Я могла рассказать, что Папалотль была обнажена, потому что на момент гибели ждала любовника. Но не видела в том смысла. Либо Коаксок отлично осведомлена об эксцентричных увлечениях сестры и нисколько бы не удивилась, либо не знала ровным счетом ничего, и я лишь напрасно бы ее задела.
— Полученной информации вполне остаточно.
— Когда вы закончите… с телом? Мне необходимо… подготовить все для похорон.
Голос Коаксок вновь надломился. Она закрыла лицо руками.
— Мы передадим вам его как можно скорее, — сказала я, когда женщина вновь посмотрела мне в глаза.
— Ясно. Когда оно будет в надлежащем виде, — отозвалась она с горечью.
Что я могла ответить?
— Благодарю за уделенное время.
Она пожала плечами и больше не говорила. Уставилась в экран компьютера невидящим взглядом.
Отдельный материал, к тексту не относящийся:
//! CSV 输出模块
//!
//! 负责打开目标文件（必要时创建父目录）、写入表头和数据行。
//! 每一行写入后立即刷新，进程中途终止时已写入的内容仍然有效。

pub mod encoding;

use std::fs::{self, OpenOptions};
use std::io::Write;
use std::path::{Component, Path, PathBuf};

use chrono::{DateTime, Local};
use csv::{Terminator, WriterBuilder};
use log::debug;

use crate::errors::{FlistError, FlistResult};
use crate::lister::FileEntry;

pub use self::encoding::{OutputEncoding, ShiftJisWriter};

const HEADER: [&str; 6] = ["basepath", "path", "filename", "mod-date", "mod-time", "size"];

/// Default CSV file name for a run started at `now`
pub fn default_csv_name(now: DateTime<Local>) -> String {
    now.format("filelist-%Y%m%d-%H%M%S.csv").to_string()
}

/// CSV 输出目标
///
/// A disabled sink accepts every call and writes nothing, so callers never
/// need to check whether CSV output is on.
pub struct CsvSink {
    writer: Option<csv::Writer<Box<dyn Write>>>,
    path: Option<PathBuf>,
    include_size: bool,
    header_written: bool,
}

impl CsvSink {
    /// 打开 CSV 文件并截断已有内容
    pub fn open(
        filename: Option<&Path>,
        encoding: OutputEncoding,
        include_size: bool,
    ) -> FlistResult<Self> {
        let path = match filename {
            Some(path) => path.to_path_buf(),
            None => PathBuf::from(default_csv_name(Local::now())),
        };

        if let Some(parent) = path.parent().filter(|p| !p.as_os_str().is_empty()) {
            if !parent.exists() {
                debug!("Creating directory {}", parent.display());
                fs::create_dir_all(parent).map_err(|source| FlistError::CreateDir {
                    path: parent.to_path_buf(),
                    source,
                })?;
            }
        }

        let mut open_options = OpenOptions::new();
        open_options.write(true).create(true).truncate(true);
        #[cfg(unix)]
        {
            use std::os::unix::fs::OpenOptionsExt;
            open_options.mode(0o600);
        }
        let file = open_options.open(&path).map_err(|source| FlistError::OpenOutput {
            path: path.clone(),
            source,
        })?;

        debug!("Writing CSV to {}", path.display());
        let writer = WriterBuilder::new()
            .terminator(Terminator::Any(b'\n'))
            .from_writer(encoding.wrap(file));

        Ok(Self {
            writer: Some(writer),
            path: Some(resolve_path(&path)?),
            include_size,
            header_written: false,
        })
    }

    /// A sink that writes nothing
    pub fn disabled() -> Self {
        Self {
            writer: None,
            path: None,
            include_size: true,
            header_written: false,
        }
    }

    /// Absolute path of the output file, if any
    pub fn path(&self) -> Option<&Path> {
        self.path.as_deref()
    }

    /// Write the header row; later calls do nothing
    pub fn write_header(&mut self) -> FlistResult<()> {
        if self.header_written {
            return Ok(());
        }
        let Some(writer) = self.writer.as_mut() else {
            return Ok(());
        };

        let columns = if self.include_size { &HEADER[..] } else { &HEADER[..5] };
        writer.write_record(columns)?;
        writer.flush()?;
        self.header_written = true;
        Ok(())
    }

    /// Write one data row and flush it
    pub fn write_row(&mut self, entry: &FileEntry) -> FlistResult<()> {
        if self.writer.is_none() {
            return Ok(());
        }
        self.write_header()?;

        let mut record = vec![
            entry.root().to_string_lossy().into_owned(),
            entry.relative_path().to_string_lossy().into_owned(),
            entry.file_name().to_string(),
            entry.mod_date(),
            entry.mod_time(),
        ];
        if self.include_size {
            record.push(entry.size().to_string());
        }

        if let Some(writer) = self.writer.as_mut() {
            writer.write_record(&record)?;
            writer.flush()?;
        }
        Ok(())
    }

    /// Flush and release the file
    pub fn close(mut self) -> FlistResult<()> {
        if let Some(mut writer) = self.writer.take() {
            writer.flush()?;
        }
        Ok(())
    }
}

/// Canonical path of the opened file, falling back to a lexical absolute path
fn resolve_path(path: &Path) -> FlistResult<PathBuf> {
    if let Ok(canonical) = fs::canonicalize(path) {
        return Ok(canonical);
    }

    let joined = if path.is_absolute() {
        path.to_path_buf()
    } else {
        std::env::current_dir()?.join(path)
    };
    Ok(joined
        .components()
        .filter(|c| !matches!(c, Component::CurDir))
        .collect())
}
Что за воспоминания одолевали ее в эту минуту… Я предпочла не выяснять.
Едва я вышла, как запищал передатчик: пришло сообщение. Мауицо ждал снаружи.
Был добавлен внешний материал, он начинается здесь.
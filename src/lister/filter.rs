//! File filtering functionality
//!
//! This module provides regular-expression filters on file names and on the
//! directory part of each file's relative path.

use regex::Regex;

use super::entry::FileEntry;
use super::options::ListOptions;
use crate::errors::{FlistError, FlistResult};

/// Trait for file filters
pub trait FileFilter {
    /// Check if the entry passes the filter
    fn matches(&self, entry: &FileEntry) -> bool;

    /// Get the filter description
    fn description(&self) -> String;
}

/// A compiled regular expression tied to the option it came from
#[derive(Debug, Clone)]
pub struct PatternMatcher {
    regex: Regex,
    option: &'static str,
}

impl PatternMatcher {
    /// Compile `pattern`; `option` names the flag in error messages
    pub fn new(option: &'static str, pattern: &str) -> FlistResult<Self> {
        let regex = Regex::new(pattern).map_err(|source| FlistError::InvalidPattern {
            option,
            pattern: pattern.to_string(),
            source,
        })?;
        Ok(Self { regex, option })
    }

    /// Unanchored match anywhere in `candidate`
    pub fn is_match(&self, candidate: &str) -> bool {
        self.regex.is_match(candidate)
    }

    pub fn pattern(&self) -> &str {
        self.regex.as_str()
    }

    pub fn option(&self) -> &'static str {
        self.option
    }
}

/// What part of the entry a pattern is tested against
#[derive(Debug, Clone, Copy, PartialEq)]
pub enum FilterTarget {
    /// Base file name
    FileName,
    /// Directory part of the relative path
    Directory,
}

/// Whether a pattern hit keeps or drops the entry
#[derive(Debug, Clone, Copy, PartialEq)]
pub enum FilterMode {
    Include,
    Exclude,
}

/// Filter for matching an entry against one pattern
#[derive(Debug, Clone)]
pub struct PatternFilter {
    matcher: PatternMatcher,
    target: FilterTarget,
    mode: FilterMode,
}

impl PatternFilter {
    pub fn new(matcher: PatternMatcher, target: FilterTarget, mode: FilterMode) -> Self {
        Self { matcher, target, mode }
    }
}

impl FileFilter for PatternFilter {
    fn matches(&self, entry: &FileEntry) -> bool {
        let hit = match self.target {
            FilterTarget::FileName => self.matcher.is_match(entry.file_name()),
            FilterTarget::Directory => self.matcher.is_match(&entry.dir_part()),
        };
        match self.mode {
            FilterMode::Include => hit,
            FilterMode::Exclude => !hit,
        }
    }

    fn description(&self) -> String {
        let target = match self.target {
            FilterTarget::FileName => "name",
            FilterTarget::Directory => "directory",
        };
        let verb = match self.mode {
            FilterMode::Include => "matches",
            FilterMode::Exclude => "does not match",
        };
        format!("{} {} '{}' ({})", target, verb, self.matcher.pattern(), self.matcher.option())
    }
}

/// All active filters; an entry is accepted only if every filter passes
pub struct FilterSet {
    filters: Vec<Box<dyn FileFilter>>,
}

impl FilterSet {
    /// Compile the configured patterns in order: `-md`, `-sd`, `-m`, `-s`
    pub fn from_options(options: &ListOptions) -> FlistResult<Self> {
        let specs = [
            ("-md", &options.match_dir, FilterTarget::Directory, FilterMode::Include),
            ("-sd", &options.skip_dir, FilterTarget::Directory, FilterMode::Exclude),
            ("-m", &options.match_file, FilterTarget::FileName, FilterMode::Include),
            ("-s", &options.skip_file, FilterTarget::FileName, FilterMode::Exclude),
        ];

        let mut filters: Vec<Box<dyn FileFilter>> = Vec::new();
        for (option, pattern, target, mode) in specs {
            if let Some(pattern) = pattern.as_deref().filter(|p| !p.is_empty()) {
                let matcher = PatternMatcher::new(option, pattern)?;
                filters.push(Box::new(PatternFilter::new(matcher, target, mode)));
            }
        }

        Ok(Self { filters })
    }

    /// Check the entry against every filter
    pub fn accepts(&self, entry: &FileEntry) -> bool {
        self.filters.iter().all(|filter| filter.matches(entry))
    }

    pub fn descriptions(&self) -> Vec<String> {
        self.filters.iter().map(|filter| filter.description()).collect()
    }
}

#[cfg(test)]
mod tests {
    use super::*;
    use std::time::SystemTime;

    fn entry(relative: &str) -> FileEntry {
        FileEntry::new("/root", relative, SystemTime::now(), 1)
    }

    #[test]
    fn test_pattern_matcher_is_unanchored() -> Result<(), Box<dyn std::error::Error>> {
        let matcher = PatternMatcher::new("-m", "log")?;
        assert!(matcher.is_match("b.log"));
        assert!(matcher.is_match("logbook.txt"));
        assert!(!matcher.is_match("a.txt"));

        let anchored = PatternMatcher::new("-m", r"\.log$")?;
        assert!(anchored.is_match("b.log"));
        assert!(!anchored.is_match("b.log.bak"));
        Ok(())
    }

    #[test]
    fn test_invalid_pattern_names_option() {
        let err = PatternMatcher::new("-sd", "[unclosed").unwrap_err();
        match &err {
            FlistError::InvalidPattern { option, pattern, .. } => {
                assert_eq!(*option, "-sd");
                assert_eq!(pattern, "[unclosed");
            }
            other => panic!("Expected InvalidPattern, got {other:?}"),
        }
        assert!(err.to_string().contains("-sd"));
    }

    #[test]
    fn test_empty_filter_set_accepts_all() -> Result<(), Box<dyn std::error::Error>> {
        let filters = FilterSet::from_options(&ListOptions::new())?;
        assert!(filters.descriptions().is_empty());
        assert!(filters.accepts(&entry("anything.bin")));
        Ok(())
    }

    #[test]
    fn test_file_filters() -> Result<(), Box<dyn std::error::Error>> {
        let options = ListOptions::new()
            .with_match_file(Some(r"\.log$".to_string()))
            .with_skip_file(Some("^debug".to_string()));
        let filters = FilterSet::from_options(&options)?;

        assert!(filters.accepts(&entry("b.log")));
        assert!(filters.accepts(&entry("logs/c.log")));
        assert!(!filters.accepts(&entry("a.txt")));
        assert!(!filters.accepts(&entry("debug.log")));
        Ok(())
    }

    #[test]
    fn test_directory_filters() -> Result<(), Box<dyn std::error::Error>> {
        let options = ListOptions::new()
            .with_match_dir(Some("^logs".to_string()))
            .with_skip_dir(Some("old".to_string()));
        let filters = FilterSet::from_options(&options)?;

        assert!(filters.accepts(&entry("logs/c.log")));
        assert!(!filters.accepts(&entry("logs/old/c.log")));
        // top-level files have directory part "."
        assert!(!filters.accepts(&entry("b.log")));
        Ok(())
    }

    #[test]
    fn test_dot_directory_for_top_level() -> Result<(), Box<dyn std::error::Error>> {
        let options = ListOptions::new().with_match_dir(Some(r"^\.$".to_string()));
        let filters = FilterSet::from_options(&options)?;

        assert!(filters.accepts(&entry("b.log")));
        assert!(!filters.accepts(&entry("logs/c.log")));
        Ok(())
    }

    #[test]
    fn test_filters_compose_conjunctively() -> Result<(), Box<dyn std::error::Error>> {
        let options = ListOptions::new()
            .with_match_dir(Some("src".to_string()))
            .with_skip_dir(Some("target".to_string()))
            .with_match_file(Some(r"\.rs$".to_string()))
            .with_skip_file(Some("^test_".to_string()));
        let filters = FilterSet::from_options(&options)?;
        assert_eq!(filters.descriptions().len(), 4);

        assert!(filters.accepts(&entry("src/main.rs")));
        assert!(!filters.accepts(&entry("docs/main.rs")));
        assert!(!filters.accepts(&entry("src/target/main.rs")));
        assert!(!filters.accepts(&entry("src/main.c")));
        assert!(!filters.accepts(&entry("src/test_main.rs")));
        Ok(())
    }

    #[test]
    fn test_descriptions() -> Result<(), Box<dyn std::error::Error>> {
        let options = ListOptions::new().with_skip_file(Some("tmp".to_string()));
        let filters = FilterSet::from_options(&options)?;
        assert_eq!(filters.descriptions(), vec!["name does not match 'tmp' (-s)".to_string()]);
        Ok(())
    }
}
— Хотела бы переговорить с вами, это не займет много времени, — сказала я, снимая передатчик с пояса.
Мужчина кивнул.
— Я буду у Коаксок.
В коридоре я нашла укромный угол, где прослушала сообщение. Стены украшали фрески с изображениями ацтекских божеств. Защитник Уицилопочтли с лицом, покрытым голубой краской, и с обсидиановыми ножами на поясе; Тетцкатлипока, бог войны и судьбы, стоящий на фоне горящих небоскребов и поглаживающий голову ягуара…
От них мне становилось не по себе, настигало прошлое.
Совершенно очевидно, что Коаксок держалась традиций, возможно, с излишним рвением, как сама в том признавалась.
Сообщение пришло от шестого подразделения: из участка Теколи немедленно направился в бараки «Черного Тетца». Гвардейцам на территорию мешика путь был закрыт, но наблюдатель, занявший пост на ближайшей крыше, видел, как Теколи долго и яростно говорил по телефону во дворе. После вернулся в бараки и больше не показывался.
Я связалась с шестым подразделением и велела немедленно сообщить, едва Теколи высунет нос наружу.
После вернулась в офис Коаксок, где ждал Мауицо.
Когда я вошла, они сидели рядом и тихо переговаривались. Взгляд у мужчины был очень уж самозабвенный. Интересно, кем он был для Коаксок и кем — для Папалотль.
— Ваше Сиятельство, — произнес он, завидев меня. С акцентом ему удавалось справиться проще, чем подруге.
— Есть здесь угол, где мы могли бы поговорить наедине?